- _Problem_:
Extract precisely the lines of the entries below, from the first line through the line containing "pub const SUMMARY_FORMAT_VERSION: u32 = 1;".

*** Provided data Section Begins ***

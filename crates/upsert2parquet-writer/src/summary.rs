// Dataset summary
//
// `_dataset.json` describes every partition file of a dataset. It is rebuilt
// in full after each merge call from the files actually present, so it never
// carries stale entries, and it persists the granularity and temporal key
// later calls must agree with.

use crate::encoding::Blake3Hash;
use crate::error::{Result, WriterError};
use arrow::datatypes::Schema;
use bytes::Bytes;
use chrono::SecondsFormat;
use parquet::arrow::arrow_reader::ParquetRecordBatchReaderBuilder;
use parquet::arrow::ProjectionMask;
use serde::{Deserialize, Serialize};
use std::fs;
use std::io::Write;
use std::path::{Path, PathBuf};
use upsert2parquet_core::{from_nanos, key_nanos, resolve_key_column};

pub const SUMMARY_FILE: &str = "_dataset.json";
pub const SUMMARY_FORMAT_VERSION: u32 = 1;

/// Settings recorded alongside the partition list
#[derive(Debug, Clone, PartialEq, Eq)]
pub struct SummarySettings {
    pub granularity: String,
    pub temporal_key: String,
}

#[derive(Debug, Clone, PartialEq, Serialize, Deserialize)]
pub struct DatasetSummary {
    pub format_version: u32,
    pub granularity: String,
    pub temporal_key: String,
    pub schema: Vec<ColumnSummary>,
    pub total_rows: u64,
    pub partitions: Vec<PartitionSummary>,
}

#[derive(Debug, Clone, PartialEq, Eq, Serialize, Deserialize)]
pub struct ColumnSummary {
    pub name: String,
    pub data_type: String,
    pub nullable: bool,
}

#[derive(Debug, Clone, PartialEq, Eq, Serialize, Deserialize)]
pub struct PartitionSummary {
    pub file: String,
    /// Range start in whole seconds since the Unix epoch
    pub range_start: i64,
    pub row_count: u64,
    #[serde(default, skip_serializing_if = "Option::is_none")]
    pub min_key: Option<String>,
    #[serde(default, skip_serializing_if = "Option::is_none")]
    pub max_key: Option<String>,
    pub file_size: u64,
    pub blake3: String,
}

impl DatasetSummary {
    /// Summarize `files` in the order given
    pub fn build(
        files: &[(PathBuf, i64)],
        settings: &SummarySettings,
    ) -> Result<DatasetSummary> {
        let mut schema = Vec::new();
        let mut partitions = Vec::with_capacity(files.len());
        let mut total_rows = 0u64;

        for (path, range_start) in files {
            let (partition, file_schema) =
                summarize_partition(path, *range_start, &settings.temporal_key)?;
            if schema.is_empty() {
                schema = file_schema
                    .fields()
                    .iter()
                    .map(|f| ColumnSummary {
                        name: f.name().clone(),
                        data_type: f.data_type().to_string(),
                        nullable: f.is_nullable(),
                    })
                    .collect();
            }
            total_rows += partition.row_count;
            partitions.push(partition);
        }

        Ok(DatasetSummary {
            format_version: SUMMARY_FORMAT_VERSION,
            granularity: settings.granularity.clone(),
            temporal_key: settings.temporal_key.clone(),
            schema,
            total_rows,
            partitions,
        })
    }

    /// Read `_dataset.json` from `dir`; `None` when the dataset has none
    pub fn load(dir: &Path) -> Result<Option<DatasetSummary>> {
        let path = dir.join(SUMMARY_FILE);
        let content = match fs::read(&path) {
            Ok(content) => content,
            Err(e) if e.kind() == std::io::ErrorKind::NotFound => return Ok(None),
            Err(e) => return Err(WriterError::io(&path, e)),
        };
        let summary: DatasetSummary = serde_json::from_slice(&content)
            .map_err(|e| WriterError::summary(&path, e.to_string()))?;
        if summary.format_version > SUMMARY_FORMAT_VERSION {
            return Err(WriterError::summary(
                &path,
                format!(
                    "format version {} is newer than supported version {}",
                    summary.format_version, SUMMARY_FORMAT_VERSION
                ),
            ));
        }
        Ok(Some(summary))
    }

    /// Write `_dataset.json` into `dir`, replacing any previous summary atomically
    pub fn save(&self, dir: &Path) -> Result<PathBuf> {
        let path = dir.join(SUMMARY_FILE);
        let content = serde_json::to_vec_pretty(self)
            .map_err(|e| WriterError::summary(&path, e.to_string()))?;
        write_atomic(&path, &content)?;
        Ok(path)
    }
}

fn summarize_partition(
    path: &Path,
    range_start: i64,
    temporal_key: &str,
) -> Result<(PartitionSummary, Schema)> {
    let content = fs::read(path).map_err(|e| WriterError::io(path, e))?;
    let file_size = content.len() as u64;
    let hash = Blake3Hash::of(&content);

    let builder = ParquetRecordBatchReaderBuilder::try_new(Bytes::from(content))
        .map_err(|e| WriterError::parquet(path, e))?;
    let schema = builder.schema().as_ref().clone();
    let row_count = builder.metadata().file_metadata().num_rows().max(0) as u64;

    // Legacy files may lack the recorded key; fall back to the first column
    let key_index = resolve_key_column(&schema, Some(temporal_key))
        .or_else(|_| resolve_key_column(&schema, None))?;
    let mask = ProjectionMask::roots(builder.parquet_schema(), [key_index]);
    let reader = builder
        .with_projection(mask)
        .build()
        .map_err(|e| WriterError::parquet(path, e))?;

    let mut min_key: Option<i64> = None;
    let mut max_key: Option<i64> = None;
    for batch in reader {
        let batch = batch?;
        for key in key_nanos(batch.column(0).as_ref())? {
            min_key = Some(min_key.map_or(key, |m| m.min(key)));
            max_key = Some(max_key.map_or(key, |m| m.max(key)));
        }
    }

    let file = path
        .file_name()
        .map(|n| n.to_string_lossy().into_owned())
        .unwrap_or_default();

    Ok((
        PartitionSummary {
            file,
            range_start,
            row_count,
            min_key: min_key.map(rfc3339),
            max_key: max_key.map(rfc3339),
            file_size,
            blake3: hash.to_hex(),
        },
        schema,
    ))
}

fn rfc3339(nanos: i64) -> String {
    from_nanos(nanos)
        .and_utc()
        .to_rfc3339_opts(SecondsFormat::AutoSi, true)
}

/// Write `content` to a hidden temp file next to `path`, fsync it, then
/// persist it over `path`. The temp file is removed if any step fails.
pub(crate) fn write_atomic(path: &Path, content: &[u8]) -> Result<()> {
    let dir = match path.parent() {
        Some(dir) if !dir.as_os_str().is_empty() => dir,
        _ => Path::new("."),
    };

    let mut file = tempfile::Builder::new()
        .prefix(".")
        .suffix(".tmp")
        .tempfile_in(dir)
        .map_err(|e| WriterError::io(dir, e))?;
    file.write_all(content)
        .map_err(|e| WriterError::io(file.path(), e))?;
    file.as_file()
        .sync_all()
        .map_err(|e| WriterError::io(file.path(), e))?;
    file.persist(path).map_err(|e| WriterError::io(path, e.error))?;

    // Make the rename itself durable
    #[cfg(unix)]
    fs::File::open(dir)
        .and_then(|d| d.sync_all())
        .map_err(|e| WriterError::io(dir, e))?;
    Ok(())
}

*** Provided data Section Ends ***

- _Output for this exercise_:
filename crates/upsert2parquet-writer/src/summary.rs
// Dataset summary
//
// `_dataset.json` describes every partition file of a dataset. It is rebuilt
// in full after each merge call from the files actually present, so it never
// carries stale entries, and it persists the granularity and temporal key
// later calls must agree with.

use crate::encoding::Blake3Hash;
use crate::error::{Result, WriterError};
use arrow::datatypes::Schema;
use bytes::Bytes;
use chrono::SecondsFormat;
use parquet::arrow::arrow_reader::ParquetRecordBatchReaderBuilder;
use parquet::arrow::ProjectionMask;
use serde::{Deserialize, Serialize};
use std::fs;
use std::io::Write;
use std::path::{Path, PathBuf};
use upsert2parquet_core::{from_nanos, key_nanos, resolve_key_column};

pub const SUMMARY_FILE: &str = "_dataset.json";
pub const SUMMARY_FORMAT_VERSION: u32 = 1;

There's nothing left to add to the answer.